DETROIT -- It's not yet clear how automakers will achieve the federally mandated 54.5 mpg fuel-economy standard in 2025, but the industry and consumers are likely -- though not guaranteed -- to adjust to the requirement.
That assessment, from a panel of supplier-company speakers at the Automotive News World Congress on Wednesday, came with some caveats.
"As long as California doesn't screw it up," said Mary Ann Wright, 50, vice president of technology and innovation for Johnson Controls Inc.'s power solutions unit.
Ted Robertson, chief technical officer of the Americas for Magna International Inc., was more uncertain. "There's doubt whether we'll get there," Robertson, 63, said.
The third panelist, Don Runkle, CEO of EcoMotors International, cheered on the coming standard. "It's terrific," said Runkle, 67, the former General Motors and Delphi Corp. executive. "I think they ought to raise it."
Robertson, Wright and Runkle all talked about technologies that could provide answers for automakers seeking to meet the tough new standards. They also warned that many hurdles remain.
Cost, in particular, is a challenge, they said, citing studies that show car buyers' unwillingness to pay a big upcharge for increased fuel efficiency.

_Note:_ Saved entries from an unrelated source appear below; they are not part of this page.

use std::fs;
use std::io;
use std::path::{Path, PathBuf};

use directories::ProjectDirs;
use serde_json::Error as SerdeError;

use crate::domain::lead::LeadRecord;

const APP_QUALIFIER: &str = "com";
const APP_ORG: &str = "UpliftCalculator";
const APP_NAME: &str = "UpliftCalculator";

/// Overrides the platform data directory, mostly for kiosks and tests.
pub const DATA_DIR_ENV: &str = "UPLIFT_DATA_DIR";
pub const LEAD_FILE: &str = "lead.json";
const REPORTS_DIR: &str = "reports";

pub fn data_dir() -> Option<PathBuf> {
    if let Some(dir) = std::env::var_os(DATA_DIR_ENV).filter(|value| !value.is_empty()) {
        return Some(PathBuf::from(dir));
    }
    ProjectDirs::from(APP_QUALIFIER, APP_ORG, APP_NAME).map(|dirs| dirs.data_dir().to_path_buf())
}

pub fn load_lead() -> Option<LeadRecord> {
    load_lead_from(&data_dir()?)
}

pub fn save_lead(lead: &LeadRecord) -> Result<PathBuf, PersistSaveError> {
    let dir = data_dir().ok_or(PersistSaveError::StorageUnavailable)?;
    save_lead_to(&dir, lead)
}

/// Missing or unreadable records read as `None`.
pub fn load_lead_from(dir: &Path) -> Option<LeadRecord> {
    let path = dir.join(LEAD_FILE);
    let data = fs::read_to_string(&path).ok()?;
    match serde_json::from_str(&data) {
        Ok(lead) => Some(lead),
        Err(err) => {
            log::warn!("Ignoring malformed lead record at {}: {err}", path.display());
            None
        }
    }
}

/// Writes the single lead record. Last write wins.
pub fn save_lead_to(dir: &Path, lead: &LeadRecord) -> Result<PathBuf, PersistSaveError> {
    fs::create_dir_all(dir)?;
    let path = dir.join(LEAD_FILE);
    let json = serde_json::to_string_pretty(lead)?;
    fs::write(&path, json)?;
    log::info!("Saved lead record {} to {}", lead.id, path.display());
    Ok(path)
}

pub fn export_report(file_stem: &str, contents: &str) -> Result<PathBuf, PersistSaveError> {
    let dir = data_dir().ok_or(PersistSaveError::StorageUnavailable)?;
    export_report_to(&dir, file_stem, contents)
}

pub fn export_report_to(
    dir: &Path,
    file_stem: &str,
    contents: &str,
) -> Result<PathBuf, PersistSaveError> {
    let reports = dir.join(REPORTS_DIR);
    fs::create_dir_all(&reports)?;
    let path = reports.join(format!("{}.txt", sanitize_file_stem(file_stem)));
    fs::write(&path, contents)?;
    log::info!("Exported report to {}", path.display());
    Ok(path)
}

fn sanitize_file_stem(stem: &str) -> String {
    let cleaned: String = stem
        .chars()
        .map(|c| {
            if c.is_ascii_alphanumeric() || c == '-' || c == '_' {
                c.to_ascii_lowercase()
            } else {
                '-'
            }
        })
        .collect();
    let trimmed = cleaned.trim_matches('-');
    if trimmed.is_empty() {
        "uplift-report".to_string()
    } else {
        trimmed.to_string()
    }
}

#[derive(Debug, thiserror::Error)]
pub enum PersistSaveError {
    #[error("storage directory unavailable")]
    StorageUnavailable,
    #[error(transparent)]
    Io(#[from] io::Error),
    #[error(transparent)]
    Serde(#[from] SerdeError),
}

Robertson: "Is there a solution set that satisfies the cost versus price the marketplace can tolerate?"
"Can they make it?" Robertson asked rhetorically. He urged industry players to converge on cost-effective common technology strategies. "Technically, there are solutions. But the big question is: Is there a solution set that satisfies the cost versus price the marketplace can tolerate?"
Wright said that cost pressure from vehicle buyers will only increase.
"There's going to become a threshold where they're going to expect that this is going to come without incremental costs," she said.
Tough times ahead
That means, said Runkle, tough times are ahead for the expensive solutions.
"There is going to be a disruptive technology -- hopefully, it's ours -- that will come along and provide more for less," said Runkle, who was promoting his company's opposed-piston opposed-cylinder lightweight engine.
He said that the new technology is still being tested for its durability.
"Those technologies that prevail are those that save more than they cost," Runkle said.